We are deeply suspicious of the motives of Philip Morris International in their opportunistic attempt to become involved in smoking cessation in hospitals. The NHS needs to be much better at helping patients going to hospital to give up smoking, but it shouldn’t accept help from the tobacco industry. The best way Philip Morris could help people stop smoking is to stop making cigarettes altogether.
The RCP has a long history of campaigning for tobacco control, since our landmark 1962 report Smoking and Health highlighted the link between smoking and lung cancer.
The RCP’s recent report on treating tobacco dependency in the NHS, Hiding in plain sight, estimated that NHS staff who smoke have 56% more days off sick than colleagues who do not, costing the NHS £101 million per year and a further £6 million in treatment costs. Furthermore, the RCP’s 2016 report Nicotine without smoke: tobacco harm reduction concluded that e-cigarettes are likely to be beneficial to UK public health.
Doctors, MPs and health campaigners joined the RCP in condemning PMI’s latest scheme.
Action on Smoking and Health, the anti-tobacco charity, said: 'This is a disgraceful PR stunt. PMI is pretending partnership would benefit the NHS, when actually it would give them a massive commercial advantage. They could promote their own harm-reduction products as NHS-endorsed.'
Bob Blackman MP, chair of the all-party group on smoking and health, intends to raise his concerns during a parliamentary debate on the government’s tobacco control plan: 'They have the cheek to say they want to support the 70th anniversary of the NHS, but it’s clearly just a commercial opportunity to use the NHS to promote their heated tobacco products.'
Steve Brine, the public health minister, said PMI’s proposal was ‘entirely inappropriate’ and that he would tell NHS trusts not to get involved. 'Our aim to make our NHS – and our next generation – smoke-free must be completely separate from the commercial and vested interests of the tobacco industry … '.

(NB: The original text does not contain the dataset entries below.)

use serde::{Deserialize, Serialize};
use chrono::{DateTime, Utc};

#[derive(Debug, Clone, Serialize, Deserialize)]
pub struct Repository {
    pub id: u64,
    pub name: String,
    pub full_name: String,
    pub html_url: String,
    pub created_at: DateTime<Utc>,
    pub stargazers_count: u32,
    pub language: Option<String>,
    pub owner: Owner,
}

#[derive(Debug, Clone, Serialize, Deserialize)]
pub struct Owner {
    pub login: String,
    pub avatar_url: String,
    pub html_url: String,
}

/// Issue search hit; only used to resolve the owning repository.
#[derive(Debug, Clone, Serialize, Deserialize)]
pub struct Issue {
    pub id: u64,
    pub title: String,
    pub repository_url: String,
}

#[derive(Debug, Clone, Serialize, Deserialize)]
pub struct Commit {
    pub sha: String,
    pub html_url: String,
    pub commit: CommitDetail,
    pub author: Option<Author>,
}

#[derive(Debug, Clone, Serialize, Deserialize)]
pub struct CommitDetail {
    pub author: CommitAuthor,
    pub message: String,
}

#[derive(Debug, Clone, Serialize, Deserialize)]
pub struct CommitAuthor {
    pub name: String,
    pub date: DateTime<Utc>,
}

#[derive(Debug, Clone, Serialize, Deserialize)]
pub struct Author {
    pub login: String,
    pub avatar_url: String,
    pub html_url: String,
}

#[derive(Debug, Clone, Serialize, Deserialize)]
pub struct SearchResults<T> {
    pub total_count: u32,
    pub incomplete_results: bool,
    pub items: Vec<T>,
}
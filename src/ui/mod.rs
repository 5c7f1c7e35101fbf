pub mod app;
mod draw;

use std::io;
use std::time::Duration;

use anyhow::Result;
use crossterm::event::{Event, KeyEventKind};
use crossterm::execute;
use crossterm::terminal::{
    EnterAlternateScreen, LeaveAlternateScreen, disable_raw_mode, enable_raw_mode,
};
use ratatui::Terminal;
use ratatui::backend::CrosstermBackend;
use tokio::sync::mpsc;

use self::app::{App, Outcome};
use crate::services::github::GitHubClient;
use crate::services::store::CriteriaStore;

type Tui = Terminal<CrosstermBackend<io::Stdout>>;

pub async fn run(client: GitHubClient, store: CriteriaStore) -> Result<()> {
    let (outcome_tx, outcome_rx) = mpsc::unbounded_channel();
    let mut app = App::new(client, store, outcome_tx);

    let mut terminal = enter_terminal()?;
    let result = event_loop(&mut terminal, &mut app, outcome_rx).await;
    exit_terminal(&mut terminal)?;
    result
}

async fn event_loop(
    terminal: &mut Tui,
    app: &mut App,
    mut outcome_rx: mpsc::UnboundedReceiver<Outcome>,
) -> Result<()> {
    // crossterm's blocking read runs on its own thread and feeds the async
    // loop through a channel.
    let (input_tx, mut input_rx) = mpsc::unbounded_channel();
    std::thread::spawn(move || {
        while let Ok(event) = crossterm::event::read() {
            if input_tx.send(event).is_err() {
                break;
            }
        }
    });

    let mut tick = tokio::time::interval(Duration::from_millis(100));
    let mut spinner_frame = 0usize;

    loop {
        terminal.draw(|f| draw::draw(f, app, spinner_frame))?;

        tokio::select! {
            Some(event) = input_rx.recv() => {
                if let Event::Key(key) = event {
                    if key.kind == KeyEventKind::Press {
                        app.handle_key(key);
                    }
                }
            }
            Some(outcome) = outcome_rx.recv() => app.apply_outcome(outcome),
            _ = tick.tick() => spinner_frame = spinner_frame.wrapping_add(1),
        }

        if app.should_quit {
            return Ok(());
        }
    }
}

fn enter_terminal() -> Result<Tui> {
    enable_raw_mode()?;
    let mut stdout = io::stdout();
    execute!(stdout, EnterAlternateScreen)?;
    let terminal = Terminal::new(CrosstermBackend::new(stdout))?;
    Ok(terminal)
}

fn exit_terminal(terminal: &mut Tui) -> Result<()> {
    disable_raw_mode()?;
    execute!(terminal.backend_mut(), LeaveAlternateScreen)?;
    terminal.show_cursor()?;
    Ok(())
}
//! Chat layer - conversation history plus the per-session request handler
//!
//! Each browser tab owns one [`ChatSession`]. All sessions share the
//! process-wide [`SessionCache`](crate::agent::SessionCache), so discovery
//! happens once no matter how many tabs are open.

pub mod handler;
pub mod log;

use std::sync::Arc;

use tokio::sync::{Mutex, RwLock};

pub use handler::{HandlerError, HandlerState, RequestHandler, TurnView};
pub use log::{ConversationLog, ConversationTurn, Role};

use crate::agent::SessionCache;

/// History and handler for one interactive user
///
/// Turns are serialized on the handler lock. The log has its own lock and
/// is only written once a turn has finished, so it can be read while a turn
/// is still running.
pub struct ChatSession {
    log: RwLock<ConversationLog>,
    handler: Mutex<RequestHandler>,
}

impl ChatSession {
    pub fn new(cache: Arc<SessionCache>) -> Self {
        Self {
            log: RwLock::new(ConversationLog::new()),
            handler: Mutex::new(RequestHandler::new(cache)),
        }
    }

    /// Run one turn; the exchange lands in this session's log
    pub async fn submit(&self, input: &str) -> Result<TurnView, HandlerError> {
        let mut handler = self.handler.lock().await;
        let mut exchange = ConversationLog::new();
        let view = handler.handle(input, &mut exchange).await?;
        self.log.write().await.append(exchange);
        Ok(view)
    }

    /// Snapshot of the history
    pub async fn log(&self) -> ConversationLog {
        self.log.read().await.clone()
    }
}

Philip Morris International will be well aware that its actions are entirely inappropriate and we will be contacting all NHS trusts to remind them of their obligations.
Paul Burstow, chair of the Tavistock and Portman NHS mental health trust in London and formerly Liberal Democrat health minister in the coalition government, said: 'The proposal PMI is making is merely an attempt to rebrand itself as a socially responsible entity, something parties to the FCTC like the UK should not collude with … Any such collaboration with the tobacco industry would be completely inappropriate and a breach of the UK government’s obligations as a party to the WHO FCTC.'
Countries that are signatories to the World Health Organization’s (WHO's) Framework Convention on Tobacco Control (FCTC), including Britain, must ensure that tobacco manufacturers play no role in public health. According to the FCTC guidance: 'Parties should not accept, support or endorse partnerships and non-binding or non-enforceable agreements as well as any voluntary arrangement with the tobacco industry or any entity or person working to further its interests'.